Lumet’s Emerald City (lit by Oswald Morris; costume-designed by Norma Kamali).

It’s 7:30 am Sunday morning, and I’ve been up for hours.

That I rose before dawn is not uncharacteristic. But I’d planned to sleep in this morning. To bask in a morning of quiet stillness, quiet comfort after returning from a wonderful week alone in the woods of Columbia County and jumping head-long into the clamor of New York.

I spent so much of this busy weekend activated by the presence of others—in sessions with clients, then walking and dining and bedding my beau—that today I was pulled out of sleep hours before dawn, the need to process my interactions more powerful than my need for rest.

Mae Sarton has a wonderful passage in Journal of a Solitude about shutting the door to the world.

Begin here.

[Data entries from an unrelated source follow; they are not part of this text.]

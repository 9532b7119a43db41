use std::marker::PhantomData;

/// Typed uniform buffer that skips redundant uploads
pub struct UniformBuffer<Content> {
    buffer: wgpu::Buffer,
    content_type: PhantomData<Content>,
    previous_content: Vec<u8>,
}

impl<Content: bytemuck::Pod> UniformBuffer<Content> {
    fn name() -> &'static str {
        let type_name = std::any::type_name::<Content>();
        let pos = type_name.rfind(':').unwrap_or(0);
        if pos > 0 {
            &type_name[(pos + 1)..]
        } else {
            type_name
        }
    }

    pub fn new(device: &wgpu::Device) -> Self {
        let buffer = device.create_buffer(&wgpu::BufferDescriptor {
            label: Some(&format!("UniformBuffer: {}", Self::name())),
            size: std::mem::size_of::<Content>() as u64,
            usage: wgpu::BufferUsages::UNIFORM | wgpu::BufferUsages::COPY_DST,
            mapped_at_creation: false,
        });

        UniformBuffer {
            buffer,
            content_type: PhantomData,
            previous_content: Vec::new(),
        }
    }

    /// Create buffer with initial data
    pub fn new_with_data(device: &wgpu::Device, initial_content: &Content) -> Self {
        let buffer = device.create_buffer(&wgpu::BufferDescriptor {
            label: Some(&format!("UniformBuffer: {}", Self::name())),
            size: std::mem::size_of::<Content>() as u64,
            usage: wgpu::BufferUsages::UNIFORM | wgpu::BufferUsages::COPY_DST,
            mapped_at_creation: true,
        });

        buffer
            .slice(..)
            .get_mapped_range_mut()
            .copy_from_slice(bytemuck::bytes_of(initial_content));
        buffer.unmap();

        UniformBuffer {
            buffer,
            content_type: PhantomData,
            previous_content: bytemuck::bytes_of(initial_content).to_vec(),
        }
    }

    /// Writes new content unless it is byte-identical to the last upload
    pub fn update_content(&mut self, queue: &wgpu::Queue, content: Content) {
        let new_content = bytemuck::bytes_of(&content);
        if self.previous_content == new_content {
            return;
        }
        queue.write_buffer(&self.buffer, 0, new_content);
        self.previous_content = new_content.to_vec();
    }

    pub fn binding_resource(&self) -> wgpu::BindingResource<'_> {
        self.buffer.as_entire_binding()
    }
}

#[cfg(test)]
mod tests {
    use super::*;
    use crate::wgpu_utils::noop_device;

    #[repr(C)]
    #[derive(Copy, Clone, bytemuck::Pod, bytemuck::Zeroable)]
    struct Tint {
        color: [f32; 4],
    }

    #[test]
    fn identical_content_is_not_reuploaded() {
        let (device, queue) = noop_device();
        let mut ubo = UniformBuffer::new_with_data(&device, &Tint { color: [1.0; 4] });
        assert_eq!(ubo.previous_content, bytemuck::bytes_of(&Tint { color: [1.0; 4] }));

        ubo.update_content(&queue, Tint { color: [0.5, 0.5, 0.5, 1.0] });
        assert_eq!(
            ubo.previous_content,
            bytemuck::bytes_of(&Tint { color: [0.5, 0.5, 0.5, 1.0] })
        );
    }

    #[test]
    fn fresh_buffer_uploads_first_content() {
        let (device, queue) = noop_device();
        let mut ubo = UniformBuffer::<Tint>::new(&device);
        assert!(ubo.previous_content.is_empty());
        ubo.update_content(&queue, Tint { color: [0.0; 4] });
        assert_eq!(ubo.previous_content.len(), std::mem::size_of::<Tint>());
        assert_eq!(UniformBuffer::<Tint>::name(), "Tint");
    }
}
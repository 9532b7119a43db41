//! Lambert (diffuse-only) material
//!
//! A material is a base color optionally modulated by a diffuse map. The GPU
//! side is one bind group: material uniform, map view, map sampler.

use std::sync::Arc;

use super::{texture::Texture, texture_resource::TextureResource};
use crate::wgpu_utils::UniformBuffer;

#[repr(C)]
#[derive(Copy, Clone, Debug, PartialEq, bytemuck::Pod, bytemuck::Zeroable)]
pub struct MaterialUniform {
    pub color: [f32; 4],
    /// UV scale applied before sampling the map
    pub repeat: [f32; 2],
    _padding: [f32; 2],
}

#[derive(Debug, Clone)]
pub struct LambertMaterial {
    pub color: [f32; 3],
    pub map: Option<Arc<Texture>>,
}

impl Default for LambertMaterial {
    fn default() -> Self {
        Self {
            color: [1.0, 1.0, 1.0],
            map: None,
        }
    }
}

impl LambertMaterial {
    pub fn with_map(map: Arc<Texture>) -> Self {
        Self {
            map: Some(map),
            ..Default::default()
        }
    }

    pub fn with_color(mut self, r: f32, g: f32, b: f32) -> Self {
        self.color = [r, g, b];
        self
    }

    pub fn uniform(&self) -> MaterialUniform {
        let repeat = self
            .map
            .as_ref()
            .map_or([1.0, 1.0], |map| map.options.repeat);
        MaterialUniform {
            color: [self.color[0], self.color[1], self.color[2], 1.0],
            repeat,
            _padding: [0.0; 2],
        }
    }
}

pub fn material_bind_group_layout(device: &wgpu::Device) -> wgpu::BindGroupLayout {
    device.create_bind_group_layout(&wgpu::BindGroupLayoutDescriptor {
        label: Some("Material Bind Group Layout"),
        entries: &[
            wgpu::BindGroupLayoutEntry {
                binding: 0,
                visibility: wgpu::ShaderStages::FRAGMENT,
                ty: wgpu::BindingType::Buffer {
                    ty: wgpu::BufferBindingType::Uniform,
                    has_dynamic_offset: false,
                    min_binding_size: None,
                },
                count: None,
            },
            wgpu::BindGroupLayoutEntry {
                binding: 1,
                visibility: wgpu::ShaderStages::FRAGMENT,
                ty: wgpu::BindingType::Texture {
                    multisampled: false,
                    view_dimension: wgpu::TextureViewDimension::D2,
                    sample_type: wgpu::TextureSampleType::Float { filterable: true },
                },
                count: None,
            },
            wgpu::BindGroupLayoutEntry {
                binding: 2,
                visibility: wgpu::ShaderStages::FRAGMENT,
                ty: wgpu::BindingType::Sampler(wgpu::SamplerBindingType::Filtering),
                count: None,
            },
        ],
    })
}

/// GPU resources backing one [`LambertMaterial`]
pub struct MaterialGpu {
    ubo: UniformBuffer<MaterialUniform>,
    /// Uploaded map, `None` when the shared white texture is bound instead
    _map: Option<TextureResource>,
    bind_group: wgpu::BindGroup,
}

impl MaterialGpu {
    pub fn new(
        device: &wgpu::Device,
        queue: &wgpu::Queue,
        layout: &wgpu::BindGroupLayout,
        material: &LambertMaterial,
        fallback: &TextureResource,
    ) -> Self {
        let ubo = UniformBuffer::new_with_data(device, &material.uniform());
        let map = material
            .map
            .as_ref()
            .map(|texture| TextureResource::from_texture(device, queue, texture));
        let bound = map.as_ref().unwrap_or(fallback);

        let bind_group = device.create_bind_group(&wgpu::BindGroupDescriptor {
            label: Some("Material Bind Group"),
            layout,
            entries: &[
                wgpu::BindGroupEntry {
                    binding: 0,
                    resource: ubo.binding_resource(),
                },
                wgpu::BindGroupEntry {
                    binding: 1,
                    resource: wgpu::BindingResource::TextureView(&bound.view),
                },
                wgpu::BindGroupEntry {
                    binding: 2,
                    resource: wgpu::BindingResource::Sampler(&bound.sampler),
                },
            ],
        });

        Self {
            ubo,
            _map: map,
            bind_group,
        }
    }

    /// Syncs color and repeat changes to the GPU
    pub fn update(&mut self, queue: &wgpu::Queue, material: &LambertMaterial) {
        self.ubo.update_content(queue, material.uniform());
    }

    pub fn bind_group(&self) -> &wgpu::BindGroup {
        &self.bind_group
    }
}

#[cfg(test)]
mod tests {
    use super::*;
    use crate::gfx::resources::texture::TextureOptions;

    #[test]
    fn uniform_carries_map_repeat() {
        let texture = Texture::from_rgba8(
            "tile",
            image::RgbaImage::new(1, 1),
            TextureOptions::tiled(2.0, 3.0),
        );
        let material = LambertMaterial::with_map(Arc::new(texture));
        assert_eq!(material.uniform().repeat, [2.0, 3.0]);
        assert_eq!(material.uniform().color, [1.0, 1.0, 1.0, 1.0]);
    }

    #[test]
    fn untextured_material_uses_unit_repeat() {
        let material = LambertMaterial::default().with_color(0.2, 0.4, 0.6);
        let uniform = material.uniform();
        assert_eq!(uniform.repeat, [1.0, 1.0]);
        assert_eq!(uniform.color, [0.2, 0.4, 0.6, 1.0]);
        assert_eq!(std::mem::size_of::<MaterialUniform>() % 16, 0);
    }
}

It is raining. I look out on the maple, where a few leaves have turned yellow, and listen to Punch, the parrot, talking to himself and to the rain ticking gently against the windows. I am here alone for the first time in weeks, to take up my “real” life again at last. That is what is strange—that friends, even passionate love, are not my real life unless there is time alone in which to explore and to discover what is happening or has happened. Without the interruptions, nourishing and maddening, this life would become arid. Yet I taste it fully only when I am alone…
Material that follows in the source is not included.